Après une centaine de mètres, l'une d'entre elle brisa le silence de leurs réflexions.

- Anne-Laure est drôle, dit Patricia, où veut-elle donc que nous trouvions un mari pieux, aimable et riche ?

- Encore si elle nous disait de nous amuser avec les garçons, ajouta Justine, on pourrait se rencontrer, faire connaissance ! C'est bien simple, si nous vivions comme elle le veut, comme des religieuses au couvent, il n'y a pas de risque de rencontrer un mauvais mari, on n'en rencontrerait à coup sûr aucun !

- Arrêtez ! s'écria Melissa. Patricia, Anne-Laure ne vient-elle pas de dire que nous trouverions difficilement toutes ces qualités dans un mari, que la piété est seule indispensable, qu'elle a parlé des autres parce qu'il faut les chercher, parce qu'on peut les rencontrer, parce qu'il faut savoir ce que c'est que le mariage, mais non...

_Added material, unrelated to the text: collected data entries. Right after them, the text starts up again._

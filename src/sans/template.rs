//! Version 9 templates and options templates.

use thiserror::Error;
use tracing::warn;
use zerocopy::{FromBytes, Immutable, IntoBytes, KnownLayout, Unaligned, network_endian::U16};

use crate::Attribute;

use super::{
    cursor::{Cursor, EndOfSlice},
    field::{Render, ScopeType, render_field},
};

/// An error reading a template record.
#[derive(Debug, Error)]
pub enum TemplateError {
    #[error(transparent)]
    EndOfSlice(#[from] EndOfSlice),
    /// Template identifiers 0 and 1 name FlowSet kinds, not templates.
    #[error("Template identifier {0} is reserved.")]
    ReservedId(u16),
}

/// Whether a template identifier is reserved for FlowSet kinds.
pub const fn is_reserved(id: u16) -> bool {
    id < 2
}

/// The type and width of one field in a record.
#[derive(Debug, Clone, Copy, PartialEq, Eq)]
pub struct TemplateField {
    pub field_type: u16,
    pub length: u16,
}

/// An ordered record layout.
#[derive(Debug, Clone, Default, PartialEq, Eq)]
pub struct Template {
    fields: Vec<TemplateField>,
    total_length: usize,
}

impl Template {
    pub fn new(fields: Vec<TemplateField>) -> Self {
        let total_length = fields.iter().map(|f| f.length as usize).sum();

        Self {
            fields,
            total_length,
        }
    }

    pub fn fields(&self) -> &[TemplateField] {
        &self.fields
    }

    /// Length in bytes of one record.
    pub fn total_length(&self) -> usize {
        self.total_length
    }

    /// Number of whole records in a run of bytes.
    ///
    /// A template without length describes no records.
    pub fn record_count(&self, available: usize) -> usize {
        available.checked_div(self.total_length).unwrap_or(0)
    }

    /// Render a record's fields as attributes, in template order.
    pub fn render(&self, r: &[u8], out: &mut Vec<Attribute>) {
        let mut c = Cursor::new(r);

        for field in &self.fields {
            let Ok(value) = c.take_slice(field.length as usize) else {
                break;
            };

            out.push(render_field(field.field_type, value));
        }
    }
}

/// A record layout split into a scope and the options measured for it.
#[derive(Debug, Clone, Default, PartialEq, Eq)]
pub struct OptionsTemplate {
    pub scope: Template,
    pub option: Template,
}

impl OptionsTemplate {
    /// Length in bytes of one record.
    pub fn total_length(&self) -> usize {
        self.scope.total_length() + self.option.total_length()
    }

    /// Number of whole records in a run of bytes.
    pub fn record_count(&self, available: usize) -> usize {
        available.checked_div(self.total_length()).unwrap_or(0)
    }

    /// Describe a record's scope and render its options as attributes.
    ///
    /// Returns the scope description.
    pub fn render(&self, r: &[u8], out: &mut Vec<Attribute>) -> String {
        let (scope, option) = r.split_at(self.scope.total_length().min(r.len()));

        let mut c = Cursor::new(scope);
        let mut description = String::from("Options record for ");

        for (i, field) in self.scope.fields().iter().enumerate() {
            let Ok(value) = c.take_slice(field.length as usize) else {
                break;
            };

            if i != 0 {
                description.push_str(", ");
            }

            description.push_str(&format!(
                "{} {}",
                ScopeType::from(field.field_type),
                Render::Unsigned.render(value)
            ));
        }

        self.option.render(option, out);

        description
    }
}

#[repr(C)]
#[derive(FromBytes, IntoBytes, KnownLayout, Immutable, Unaligned)]
struct TemplateHeader {
    id: U16,
    field_count: U16,
}

#[repr(C)]
#[derive(FromBytes, IntoBytes, KnownLayout, Immutable, Unaligned)]
struct OptionsTemplateHeader {
    id: U16,
    scope_length: U16,
    option_length: U16,
}

#[repr(C)]
#[derive(FromBytes, IntoBytes, KnownLayout, Immutable, Unaligned)]
struct FieldSpecifier {
    field_type: U16,
    length: U16,
}

/// Read one record from a Template FlowSet.
///
/// Returns the template identifier and the template.
pub fn read_template(c: &mut Cursor) -> Result<(u16, Template), TemplateError> {
    let TemplateHeader { id, field_count } = zerocopy::transmute!(c.take::<4>()?);
    let id = id.get();

    let template = read_fields(c, id, field_count.get() as usize)?;

    if is_reserved(id) {
        Err(TemplateError::ReservedId(id))?;
    }

    Ok((id, template))
}

/// Read one record from an Options Template FlowSet.
///
/// Returns the template identifier and the options template.
pub fn read_options_template(c: &mut Cursor) -> Result<(u16, OptionsTemplate), TemplateError> {
    let OptionsTemplateHeader {
        id,
        scope_length,
        option_length,
    } = zerocopy::transmute!(c.take::<6>()?);
    let id = id.get();

    let scope = read_fields(c, id, scope_length.get() as usize / 4)?;
    let option = read_fields(c, id, option_length.get() as usize / 4)?;

    if is_reserved(id) {
        Err(TemplateError::ReservedId(id))?;
    }

    Ok((id, OptionsTemplate { scope, option }))
}

fn read_fields(c: &mut Cursor, id: u16, count: usize) -> Result<Template, EndOfSlice> {
    let mut fields = Vec::with_capacity(count.min(c.remaining() / 4));

    for _ in 0..count {
        let FieldSpecifier { field_type, length } = zerocopy::transmute!(c.take::<4>()?);

        if length.get() == 0 {
            warn!(
                template_id = id,
                field_type = field_type.get(),
                "Dropping zero-length template field."
            );
            continue;
        }

        fields.push(TemplateField {
            field_type: field_type.get(),
            length: length.get(),
        });
    }

    Ok(Template::new(fields))
}
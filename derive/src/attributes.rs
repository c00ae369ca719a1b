use std::collections::HashSet;

use proc_macro::TokenStream;
use quote::quote;
use syn::{
    Data, DeriveInput, Error, Field, Fields, Ident, LitStr, Result, Token,
    parse::{Parse, ParseStream},
};

pub(crate) fn expand_attributes(input: &DeriveInput) -> Result<TokenStream> {
    let Data::Struct(data) = &input.data else {
        Err(Error::new_spanned(input, "`Attributes` may only be derived on structs."))?
    };

    let Fields::Named(fields) = &data.fields else {
        Err(Error::new_spanned(
            input,
            "`Attributes` may only be derived on structs with named fields.",
        ))?
    };

    let fields = fields
        .named
        .iter()
        .map(FieldMetadata::parse)
        .map(Result::transpose)
        .flatten() // Skip fields without an attribute.
        .collect::<Result<Vec<_>>>()?;

    let mut names = HashSet::new();

    for field in &fields {
        if !names.insert(field.attribute.value()) {
            Err(Error::new_spanned(&field.attribute, "Attribute names must be unique."))?;
        }
    }

    let pushes = fields.iter().map(|field| {
        let FieldMetadata {
            name,
            attribute,
            render,
        } = field;

        quote! {
            out.push(::netflow_decode::Attribute::new(
                #attribute,
                ::netflow_decode::sans::field::render_wire(
                    ::netflow_decode::sans::field::Render::#render,
                    &self.#name,
                ),
            ));
        }
    });

    let name = &input.ident;
    let (impl_generics, type_generics, where_clause) = input.generics.split_for_impl();

    let expanded = quote! {
        impl #impl_generics ::netflow_decode::sans::field::Attributes
            for #name #type_generics #where_clause
        {
            #[allow(unused_variables)]
            fn push_attributes(
                &self,
                out: &mut ::std::vec::Vec<::netflow_decode::Attribute>,
            ) {
                #(#pushes)*
            }
        }
    };

    Ok(expanded.into())
}

#[derive(Debug)]
struct FieldMetadata {
    name: Ident,
    attribute: LitStr,
    render: Ident,
}

impl FieldMetadata {
    fn parse(field: &Field) -> Result<Option<Self>> {
        let Some(attr) = field.attrs.iter().find(|a| a.path().is_ident("attribute")) else {
            return Ok(None);
        };

        let Some(name) = field.ident.clone() else {
            Err(Error::new_spanned(field, "Field must be named."))?
        };

        let FieldAttribute { attribute, render } = attr.meta.require_list()?.parse_args()?;

        Ok(Some(Self {
            name,
            attribute,
            render,
        }))
    }
}

#[derive(Debug)]
struct FieldAttribute {
    attribute: LitStr,
    render: Ident,
}

impl Parse for FieldAttribute {
    fn parse(input: ParseStream) -> Result<Self> {
        let attribute = input.parse::<LitStr>()?;

        if attribute.value().is_empty() {
            Err(Error::new_spanned(&attribute, "Attribute name must not be empty."))?;
        }

        let render = if !input.is_empty() {
            input.parse::<Token![,]>()?;
            let ident = input.parse::<Ident>()?;

            let variant = match ident.to_string().as_str() {
                "unsigned" => "Unsigned",
                "ipv4" => "Ipv4",
                "ipv6" => "Ipv6",
                "mac" => "Mac",
                "string" => "String",
                _ => Err(Error::new_spanned(
                    &ident,
                    "Renderer must be one of `unsigned`, `ipv4`, `ipv6`, `mac`, or `string`.",
                ))?,
            };

            Ident::new(variant, ident.span())
        } else {
            Ident::new("Unsigned", attribute.span())
        };

        Ok(Self { attribute, render })
    }
}
#[cfg(test)]
mod test {
    use std::net::Ipv4Addr;

    use super::*;
    use crate::FlowRecord;

    const EXPORTER: IpAddr = IpAddr::V4(Ipv4Addr::new(198, 51, 100, 7));

    /// Assembles a version 9 packet FlowSet-by-FlowSet.
    struct Packet(Vec<u8>, u16);

    impl Packet {
        fn new() -> Self {
            let mut r = vec![0, 9, 0, 0];
            r.extend_from_slice(&1_000u32.to_be_bytes()); // sys_uptime
            r.extend_from_slice(&1_700_000_000u32.to_be_bytes()); // unix_secs
            r.extend_from_slice(&5u32.to_be_bytes()); // package_sequence
            r.extend_from_slice(&42u32.to_be_bytes()); // source_id
            Self(r, 0)
        }

        fn flowset(mut self, id: u16, body: &[u8]) -> Self {
            let length = body.len() as u16 + 4;
            self.0.extend_from_slice(&id.to_be_bytes());
            self.0.extend_from_slice(&length.to_be_bytes());
            self.0.extend_from_slice(body);
            self.1 += 1;
            self
        }

        fn raw(mut self, r: &[u8]) -> Self {
            self.0.extend_from_slice(r);
            self.1 += 1;
            self
        }

        fn build(mut self) -> Vec<u8> {
            self.0[2..4].copy_from_slice(&self.1.to_be_bytes());
            self.0
        }
    }

    #[derive(Default)]
    struct Caches {
        templates: FlowsetTemplateCache,
        options: OptionsTemplateCache,
        missing: MissingTemplateCache,
    }

    impl Caches {
        fn decode(&self, r: &[u8]) -> Vec<FlowRecord> {
            let mut records = Vec::new();
            let decoder = V9Decoder::new(
                r,
                EXPORTER,
                &self.templates,
                &self.options,
                &self.missing,
            );

            let n = decoder.decode_all(
                &mut |timestamp: i64, attributes: Vec<Attribute>, text: String| {
                    records.push(FlowRecord {
                        timestamp,
                        attributes,
                        text,
                    })
                },
            );

            assert_eq!(n, records.len());
            records
        }
    }

    // Template 256: PROTOCOL/1, L4_SRC_PORT/2, OUT_BYTES/4.
    const TEMPLATE_256: [u8; 16] = [
        0x01, 0x00, 0x00, 0x03, 0x00, 0x04, 0x00, 0x01, 0x00, 0x07, 0x00, 0x02, 0x00, 0x17, 0x00,
        0x04,
    ];

    const DATA_256: [u8; 16] = [
        6, 0x00, 0x50, 0x00, 0x00, 0x05, 0xDC, // TCP, port 80, 1500 bytes
        17, 0x00, 0x35, 0x00, 0x00, 0x00, 0x40, // UDP, port 53, 64 bytes
        0x00, 0x00, // padding
    ];

    fn pairs(record: &FlowRecord) -> Vec<(&str, &str)> {
        record
            .attributes
            .iter()
            .map(|a| (a.name.as_ref(), a.value.as_str()))
            .collect()
    }

    #[test]
    fn template_before_data() {
        let caches = Caches::default();
        let packet = Packet::new()
            .flowset(0, &TEMPLATE_256)
            .flowset(256, &DATA_256)
            .build();

        let records = caches.decode(&packet);

        assert_eq!(records.len(), 2);
        assert_eq!(records[0].timestamp, 1_700_000_000_000);
        assert_eq!(records[0].text, DATA_TEXT);
        assert_eq!(
            pairs(&records[0]),
            [
                ("version", "9"),
                ("sys_uptime", "1000"),
                ("package_sequence", "5"),
                ("source_id", "42"),
                ("PROTOCOL", "6"),
                ("L4_SRC_PORT", "80"),
                ("OUT_BYTES", "1500"),
            ]
        );
        assert_eq!(
            pairs(&records[1])[4..],
            [
                ("PROTOCOL", "17"),
                ("L4_SRC_PORT", "53"),
                ("OUT_BYTES", "64"),
            ]
        );
    }

    #[test]
    fn data_without_template_is_held() {
        let caches = Caches::default();
        let data = Packet::new().flowset(256, &DATA_256).build();

        assert!(caches.decode(&data).is_empty());
        assert!(caches.decode(&data).is_empty());
        assert_eq!(caches.missing.len(), 2);
    }

    #[test]
    fn held_data_replays_when_template_arrives() {
        let caches = Caches::default();

        let data = Packet::new().flowset(256, &DATA_256).build();
        assert!(caches.decode(&data).is_empty());

        let template = Packet::new().flowset(0, &TEMPLATE_256).build();
        let records = caches.decode(&template);

        assert_eq!(records.len(), 2);
        assert_eq!(records[1].get("L4_SRC_PORT"), Some("53"));
        assert!(caches.missing.is_empty());
    }

    #[test]
    fn data_before_template_in_one_packet() {
        let caches = Caches::default();
        let packet = Packet::new()
            .flowset(256, &DATA_256)
            .flowset(0, &TEMPLATE_256)
            .build();

        assert_eq!(caches.decode(&packet).len(), 2);
    }

    #[test]
    fn templates_are_scoped_to_exporter() {
        let caches = Caches::default();
        caches.decode(&Packet::new().flowset(0, &TEMPLATE_256).build());

        let mut other = Packet::new().flowset(256, &DATA_256).build();
        other[16..20].copy_from_slice(&43u32.to_be_bytes());

        assert!(caches.decode(&other).is_empty());
        assert_eq!(caches.missing.pending_keys()[0].source_id, 43);
    }

    #[test]
    fn options_data_describes_scope() {
        let caches = Caches::default();
        let options = [
            0x01, 0x02, // id 258
            0x00, 0x04, // scope: one field
            0x00, 0x04, // options: one field
            0x00, 0x01, 0x00, 0x04, // System, 4 bytes
            0x00, 0x22, 0x00, 0x02, // SAMPLING_INTERVAL, 2 bytes
            0x00, 0x00, // padding
        ];
        let data = [0, 0, 0, 1, 0x00, 0x64, 0, 0];

        let packet = Packet::new()
            .flowset(1, &options)
            .flowset(258, &data)
            .build();
        let records = caches.decode(&packet);

        assert_eq!(records.len(), 1);
        assert_eq!(records[0].text, "Options record for System 1");
        assert_eq!(records[0].attributes.len(), 5);
        assert_eq!(records[0].get("SAMPLING_INTERVAL"), Some("100"));
    }

    #[test]
    fn multiple_templates_in_one_flowset() {
        let caches = Caches::default();
        let mut body = TEMPLATE_256.to_vec();
        body.extend_from_slice(&[0x01, 0x01, 0x00, 0x01, 0x00, 0x08, 0x00, 0x04]);

        caches.decode(&Packet::new().flowset(0, &body).build());

        assert_eq!(caches.templates.len(), 2);
        let records = caches.decode(&Packet::new().flowset(257, &[0xA0, 0, 0, 0x20]).build());
        assert_eq!(records[0].get("IPV4_SRC_ADDR"), Some("160.0.0.32"));
    }

    #[test]
    fn unknown_field_types_use_numeric_names() {
        let caches = Caches::default();
        let template = [0x01, 0x00, 0x00, 0x01, 0x01, 0xF4, 0x00, 0x02];

        let packet = Packet::new()
            .flowset(0, &template)
            .flowset(256, &[0x00, 0x63])
            .build();
        let records = caches.decode(&packet);

        assert_eq!(records[0].get("500"), Some("99"));
    }

    #[test]
    fn zero_length_flowset_ends_packet() {
        let caches = Caches::default();
        let packet = Packet::new()
            .flowset(0, &TEMPLATE_256)
            .raw(&[0x01, 0x00, 0x00, 0x00])
            .flowset(256, &DATA_256)
            .build();

        assert!(caches.decode(&packet).is_empty());
        assert!(caches.missing.is_empty());
    }

    #[test]
    fn short_flowset_length_abandons_packet() {
        let caches = Caches::default();
        let packet = Packet::new()
            .raw(&[0x01, 0x00, 0x00, 0x02])
            .flowset(0, &TEMPLATE_256)
            .build();

        assert!(caches.decode(&packet).is_empty());
        assert!(caches.templates.is_empty());
    }

    #[test]
    fn overlong_flowset_is_truncated() {
        let caches = Caches::default();
        caches.decode(&Packet::new().flowset(0, &TEMPLATE_256).build());

        // Declares 100 bytes, carries one and a half records.
        let packet = Packet::new()
            .raw(&[0x01, 0x00, 0x00, 100])
            .raw(&DATA_256[..10])
            .build();

        assert_eq!(caches.decode(&packet).len(), 1);
    }

    #[test]
    fn header_count_bounds_flowsets() {
        let caches = Caches::default();
        let mut packet = Packet::new()
            .flowset(0, &TEMPLATE_256)
            .flowset(256, &DATA_256)
            .build();
        packet[2..4].copy_from_slice(&1u16.to_be_bytes());

        assert!(caches.decode(&packet).is_empty());
        assert_eq!(caches.templates.len(), 1);
    }

    #[test]
    fn zero_length_template_yields_no_records() {
        let caches = Caches::default();
        let template = [0x01, 0x00, 0x00, 0x01, 0x00, 0x04, 0x00, 0x00];

        let packet = Packet::new()
            .flowset(0, &template)
            .flowset(256, &DATA_256)
            .build();

        assert!(caches.decode(&packet).is_empty());
        assert!(caches.missing.is_empty());
    }

    #[test]
    fn truncated_header_yields_nothing() {
        let caches = Caches::default();
        let packet = Packet::new().build();

        assert!(caches.decode(&packet[..12]).is_empty());
    }
}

- Ah ! La voilà qui va recommencer toute la leçon, interrompit Patricia, j'en ai assez entendu comme ça ! Et poussant un bruyant éclat de rire, elle s'élança la première dans la rue suivante.

- Pour moi, reprit Melissa, un peu blessée mais d'un ton plus doux et plus modeste, pour moi, j'en ai l'espoir, Dieu me dirigera. J'attendrai, pour entrer dans la vie conjugale, d'avoir trouvé un homme qui aime le Seigneur. Dieu saura bien me le faire rencontrer s'il veut que je me marie... Et si je ne le rencontre pas, je ne me marierai pas.

- Oui ! Elle a raison ! dit Justine, qui, très vite entraînée d'un côté, revenait vite aussi d'un autre.

- Alors, fit Zoé, vous désobéirez à Anne-Laure, car elle nous invite à nous marier.

- On doit se marier lorsqu'on peut le faire selon Dieu, reprit Melissa en souriant, et rester célibataire si c'est ce que le Seigneur veut pour nous.

- Bah ! bah ! s'écria Patricia, vous avez beau dire, j'épouserai, moi, un joli garçon, gai et bon vivant, et s'il ne pense pas comme moi en matière de religion ... Eh bien, nous prierons Dieu chacun à notre manière ! Et s'il ne croit pas, je m'en accommoderais aussi, du moment qu'il me plaît.

- Cela veut dire que vous ne le prierez ni l'un ni l'autre, interrompit Justine en se rapprochant de Melissa, en lui faisant un clin d'oeil.

- Patricia, reprit Melissa, il me semble qu'il y a une bonne manière de prier Dieu.

-Oui, et laquelle, s'il te plaît, toi la grande chrétienne? répondit Patricia d'un ton ironique.

- Celle que nous indique la Bible. Il est écrit dans la Parole de Dieu de prier en couple 17.

- J'épouserai un homme qui m'aime, et voilà tout ! répondit brusquement Patricia.

Melissa comprit qu'il serait inutile, fâcheux même de pousser la discussion plus loin, elle se tut.

Justine déclara que, quant à elle, elle voulait voir le monde avant de s'engager pour la vie ; vivre un peu, quoi !

Zoé dit que sans doute la piété et les traits de caractère avaient leur importance, mais que la richesse avait son attrait aussi. Et comme les travaux du ménage ne lui plaisaient pas, elle se déciderait difficilement à épouser un homme qui ne lui procurerait pas les avantages de la richesse, tout au moins ceux d'un certain niveau de vie.

Chacune regagna sa maison, retirant des fruits de cet entretien selon ce qu'elle était capable de produire.

Melissa, une résolution conforme à l'esprit de l'évangile; Justine, un improductif mélange de désirs pieux et de penchants mondains; Zoé, des besoins orgueilleux dont ne la délivrait pas une foi morte; Patricia, une sécheresse, presque une révolte contre Dieu, que cette application des principes chrétiens à la vie pratique venait mettre en lumière.